Город падает в вечер. Опустились, как жалюзи, тучи, заморосил дождь, с явным намерением перейти к ночи в ливень. Капли стучат с жестяным звуком по крыше фургона, ехать уютно, как жаль, что недалеко! – моя пятиэтажка всего в получасе неспешной дороги.
– Я буду скучать, – вдруг сказалось очень легко, хотя боялся, что так и не сумею произнести. – По тебе, – уточнил зачем-то, – не по работе.
Лена кивнула. Трудно общаться с человеком, пока ведёт машину, если он способен изъясняться только жестами.
За следующую минуту безмолвия я мысленно проклял себя десять раз, не повторяясь, и посулился уйти в монастырь молчальником, дабы унять трепливый язык.
«Я тоже буду скучать. По тебе», – сказала Лена, когда притормозили на перекрёстке, и стало понятно, что монастырь временно откладывается.
Фургон замер на асфальтовом пятачке напротив подъезда. Мотор, почихав недовольно, заглох, и осталось только мощное стаккато набирающего силу дождя.
Я осторожно дотронулся до Лениных пальцев, огрубелых от работы. Рука её на миг напряглась – и тут же расслабилась, повернулась ладонью кверху, как котёнок, подставляющий пузо для почесушек. Потянувшись, уткнулся носом в Ленину макушку, вдохнул самый прекрасный запах на свете – запах волос любимой женщины. Она медленно повернула голову, позволяя моим губам скользнуть от её виска по щеке и дальше, коснуться, сперва робко, потом властно, полуоткрытых губ.
Тик!.. так!.. тик!.. так!.. – грохочет раскатами тяжеловесный маятник, огромный, как весь этот город, что гибнет сейчас без любви, обращается в прах где-то там, в ливне за лобовым стеклом, далеко-далеко.
– Зайдёшь… на кофе? – шёпотом спросил я. – Правда, у меня только растворимый.
Лена открыла глаза, в полумраке цвет не различим, но я знаю – они зелёные с ореховыми крапинками.
«Обожаю растворимый кофе», – прочитал по её подрагивающим губам.
– …и тут Игнат родил идею, что священников убрал не меньше чем лично Господь, который устал.
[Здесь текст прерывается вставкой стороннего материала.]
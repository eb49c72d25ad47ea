//! The ALIGNED BASIC-PER subset that MCS domain PDUs and the GCC conference
//! wrappers use: 1/2-byte lengths, constrained integers, enumerations,
//! octet/numeric strings and object identifiers.

use crate::cursor::{ReadCursor, WriteCursor};
use crate::{PduResult, PduError, PduErrorExt as _};

const CTX: &str = "PER";

pub(crate) const CHOICE_SIZE: usize = 1;
pub(crate) const ENUM_SIZE: usize = 1;
pub(crate) const U16_SIZE: usize = 2;

const OID_TUPLE_COUNT: usize = 6;

/// Reads a 1- or 2-byte length determinant; also returns how many bytes the
/// determinant itself took.
pub(crate) fn read_length(src: &mut ReadCursor<'_>) -> PduResult<(u16, usize)> {
    let first = src.try_read_u8(CTX)?;

    if first & 0x80 == 0 {
        return Ok((u16::from(first), 1));
    }

    let second = src.try_read_u8(CTX)?;
    Ok((u16::from(first & 0x7f) << 8 | u16::from(second), 2))
}

pub(crate) fn write_length(dst: &mut WriteCursor<'_>, length: u16) {
    if length < 0x80 {
        dst.write_u8(length as u8);
    } else {
        dst.write_u16_be(length | 0x8000);
    }
}

pub(crate) fn sizeof_length(length: u16) -> usize {
    if length < 0x80 {
        1
    } else {
        2
    }
}

pub(crate) fn write_choice(dst: &mut WriteCursor<'_>, choice: u8) {
    dst.write_u8(choice);
}

pub(crate) fn write_selection(dst: &mut WriteCursor<'_>, selection: u8) {
    dst.write_u8(selection);
}

pub(crate) fn write_number_of_sets(dst: &mut WriteCursor<'_>, number_of_sets: u8) {
    dst.write_u8(number_of_sets);
}

pub(crate) fn read_padding(src: &mut ReadCursor<'_>, count: usize) {
    src.advance(count);
}

pub(crate) fn write_padding(dst: &mut WriteCursor<'_>, count: usize) {
    for _ in 0..count {
        dst.write_u8(0);
    }
}

/// Unconstrained INTEGER: a length determinant followed by that many
/// big-endian value bytes (0, 1, 2 or 4 of them).
pub(crate) fn read_u32(src: &mut ReadCursor<'_>) -> PduResult<u32> {
    let (byte_count, _) = read_length(src)?;

    match byte_count {
        0 => Ok(0),
        1 => Ok(u32::from(src.try_read_u8(CTX)?)),
        2 => Ok(u32::from(src.try_read_u16_be(CTX)?)),
        4 => src.try_read_u32_be(CTX),
        _ => Err(PduError::invalid_message(CTX, "integer", "length over 4 bytes")),
    }
}

pub(crate) fn write_u32(dst: &mut WriteCursor<'_>, value: u32) {
    if value <= u32::from(u8::MAX) {
        write_length(dst, 1);
        dst.write_u8(value as u8);
    } else if value <= u32::from(u16::MAX) {
        write_length(dst, 2);
        dst.write_u16_be(value as u16);
    } else {
        write_length(dst, 4);
        dst.write_u32_be(value);
    }
}

pub(crate) fn sizeof_u32(value: u32) -> usize {
    if value <= u32::from(u8::MAX) {
        1 + 1
    } else if value <= u32::from(u16::MAX) {
        1 + 2
    } else {
        1 + 4
    }
}

/// Constrained 16-bit integer, stored as an offset from its lower bound.
pub(crate) fn read_u16(src: &mut ReadCursor<'_>, min: u16) -> PduResult<u16> {
    let offset = src.try_read_u16_be(CTX)?;

    min.checked_add(offset)
        .ok_or_else(|| PduError::invalid_message(CTX, "integer16", "out of range"))
}

pub(crate) fn write_u16(dst: &mut WriteCursor<'_>, value: u16, min: u16) -> PduResult<()> {
    let offset = value
        .checked_sub(min)
        .ok_or_else(|| PduError::invalid_message(CTX, "integer16", "below the lower bound"))?;

    dst.write_u16_be(offset);
    Ok(())
}

pub(crate) fn read_enum(src: &mut ReadCursor<'_>, variant_count: u8) -> PduResult<u8> {
    let value = src.try_read_u8(CTX)?;

    if value >= variant_count {
        return Err(PduError::invalid_message(CTX, "enumerated", "unknown variant"));
    }

    Ok(value)
}

pub(crate) fn write_enum(dst: &mut WriteCursor<'_>, value: u8) {
    dst.write_u8(value);
}

/// OBJECT_IDENTIFIER restricted to six tuples, the shape the T.124 key uses.
pub(crate) fn read_object_id(src: &mut ReadCursor<'_>) -> PduResult<[u8; OID_TUPLE_COUNT]> {
    let (byte_count, _) = read_length(src)?;
    if usize::from(byte_count) != OID_TUPLE_COUNT - 1 {
        return Err(PduError::invalid_message(CTX, "oid", "unexpected length"));
    }

    // The first two tuples share one byte.
    let packed = src.try_read_u8(CTX)?;

    let mut oid = [0u8; OID_TUPLE_COUNT];
    oid[0] = packed / 40;
    oid[1] = packed % 40;
    for tuple in &mut oid[2..] {
        *tuple = src.try_read_u8(CTX)?;
    }

    Ok(oid)
}

pub(crate) fn write_object_id(dst: &mut WriteCursor<'_>, oid: [u8; OID_TUPLE_COUNT]) {
    write_length(dst, (OID_TUPLE_COUNT - 1) as u16);

    dst.write_u8(oid[0] * 40 + oid[1]);
    dst.write_slice(&oid[2..]);
}

/// OCTET_STRING with a lower size bound; the determinant stores the excess.
pub(crate) fn read_octet_string<'a>(src: &mut ReadCursor<'a>, min: usize) -> PduResult<&'a [u8]> {
    let (excess, _) = read_length(src)?;
    src.try_read_slice(CTX, min + usize::from(excess))
}

pub(crate) fn write_octet_string(dst: &mut WriteCursor<'_>, value: &[u8], min: usize) -> PduResult<()> {
    let excess = value
        .len()
        .checked_sub(min)
        .ok_or_else(|| PduError::invalid_message(CTX, "octetString", "below the minimum size"))?;

    write_length(dst, cast_length!(CTX, "octetString", excess)?);
    dst.write_slice(value);
    Ok(())
}

/// NumericString; the digits themselves are irrelevant here, so reading just
/// skips the packed characters.
pub(crate) fn read_numeric_string(src: &mut ReadCursor<'_>, min: u16) -> PduResult<()> {
    let (excess, _) = read_length(src)?;
    let packed_len = usize::from((excess + min).div_ceil(2));

    src.try_read_slice(CTX, packed_len)?;
    Ok(())
}

pub(crate) fn write_numeric_string(dst: &mut WriteCursor<'_>, digits: &[u8], min: usize) -> PduResult<()> {
    let excess = digits
        .len()
        .checked_sub(min)
        .ok_or_else(|| PduError::invalid_message(CTX, "numericString", "below the minimum size"))?;

    write_length(dst, cast_length!(CTX, "numericString", excess)?);

    // Two 4-bit digits per byte, '0'-relative, right-padded with zero.
    for pair in digits.chunks(2) {
        let high = (pair[0] - b'0') % 10;
        let low = if let [_, second] = pair { (second - b'0') % 10 } else { 0 };

        dst.write_u8(high << 4 | low);
    }

    Ok(())
}

#[cfg(test)]
mod tests {
    use super::*;

    #[test]
    fn length_round_trips_in_both_encodings() {
        for length in [0u16, 0x7f, 0x80, 0x1234, 0x7fff] {
            let mut buf = [0u8; 2];
            let mut dst = WriteCursor::new(&mut buf);
            write_length(&mut dst, length);
            let written = dst.pos();

            let mut src = ReadCursor::new(&buf[..written]);
            let (read, sizeof) = read_length(&mut src).unwrap();
            assert_eq!(read, length);
            assert_eq!(sizeof, written);
            assert_eq!(sizeof, sizeof_length(length));
        }
    }

    #[test]
    fn u16_is_offset_by_min() {
        let mut buf = [0u8; 2];
        let mut dst = WriteCursor::new(&mut buf);
        write_u16(&mut dst, 1003, 1001).unwrap();
        assert_eq!(buf, [0x00, 0x02]);

        let mut src = ReadCursor::new(&buf);
        assert_eq!(read_u16(&mut src, 1001).unwrap(), 1003);
    }

    #[test]
    fn unconstrained_integer_picks_the_smallest_width() {
        for (value, expected_size) in [(0x10u32, 2usize), (0x1000, 3), (0x10_0000, 5)] {
            let mut buf = [0u8; 5];
            let mut dst = WriteCursor::new(&mut buf);
            write_u32(&mut dst, value);
            assert_eq!(dst.pos(), expected_size);
            assert_eq!(expected_size, sizeof_u32(value));

            let mut src = ReadCursor::new(&buf[..expected_size]);
            assert_eq!(read_u32(&mut src).unwrap(), value);
        }
    }

    #[test]
    fn object_id_round_trips() {
        const OID: [u8; 6] = [0, 0, 20, 124, 0, 1];

        let mut buf = [0u8; 6];
        let mut dst = WriteCursor::new(&mut buf);
        write_object_id(&mut dst, OID);

        let mut src = ReadCursor::new(&buf);
        assert_eq!(read_object_id(&mut src).unwrap(), OID);
    }
}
Но думаю, дело не в усталости. Мы живём в городе, сумевшем лишить Бога права любить. Насильно ведь мил не будешь.
Я набрал воды в электрический чайник, утопил кнопку. Он почти тотчас трудолюбиво зашумел.
Лена сидит верхом на стуле, упёршись подбородком в спинку, улыбается.
«Ты когда смущён, так забавно прячешься в умничанье», – произнесла, заставив меня покраснеть.
– А ты, как всегда, прямолинейна! Скажи, если бы не этот… апокалипсис, сколько бы ещё меня сторонилась?
«Леший, ты сам меня сторонился. Ушёл в свой картонный домик зоны комфорта, мастурбировать на комплексы, лелеять чувство вины. Если бы не “этот апокалипсис”, там бы и сидел. Человек в покое не меняется, только на изломе».
Я задумчиво наклоняю туда и сюда банку с кофе, чтобы шуршала, как шейкер. Дурацкая привычка; громко поставил жестянку на стол.
– Значит, ты оставила меня в поучительном одиночестве, авось изменит? Моделирование излома?
«Нет! Нет! Это была бы подлость. Леший, я тогда уже любила тебя, но ты… боялся. Страшился принять хоть йоту нежности, не зная, чем отдаривать. Жаждал холода, но тянулся к теплу. Хотел быть один, но со мной. Не понимал, что любовь не может ограничивать чужую свободу, иначе это страсть. Любовь – всегда ограничение своей свободы, иначе это эгоизм. Принимать любовь, хотя бы терпеть её, не говорю уж – дарить в ответ – не проще, чем научиться любить самому. Но научиться должен каждый, если не хочет стать Игнатом».
– Игнат? А он тут при чём?
«Он же не умеет. В этом вся беда. Придумал себе от калечности сердца жизнь на ненависти. Оправдал какой-то философией, а она вещь поганая, всё спишет. Я не хотела, чтобы ты стал таким, Леший».
– И потому ты…
«Я была рядом. Ждала тебя. Здравствуй. – Она поднялась порывисто, худенькая, невысокая, заглянула в глаза снизу вверх. – Не сердись. Прости. Я тоже учусь. Поедем вместе куда глаза глядят?».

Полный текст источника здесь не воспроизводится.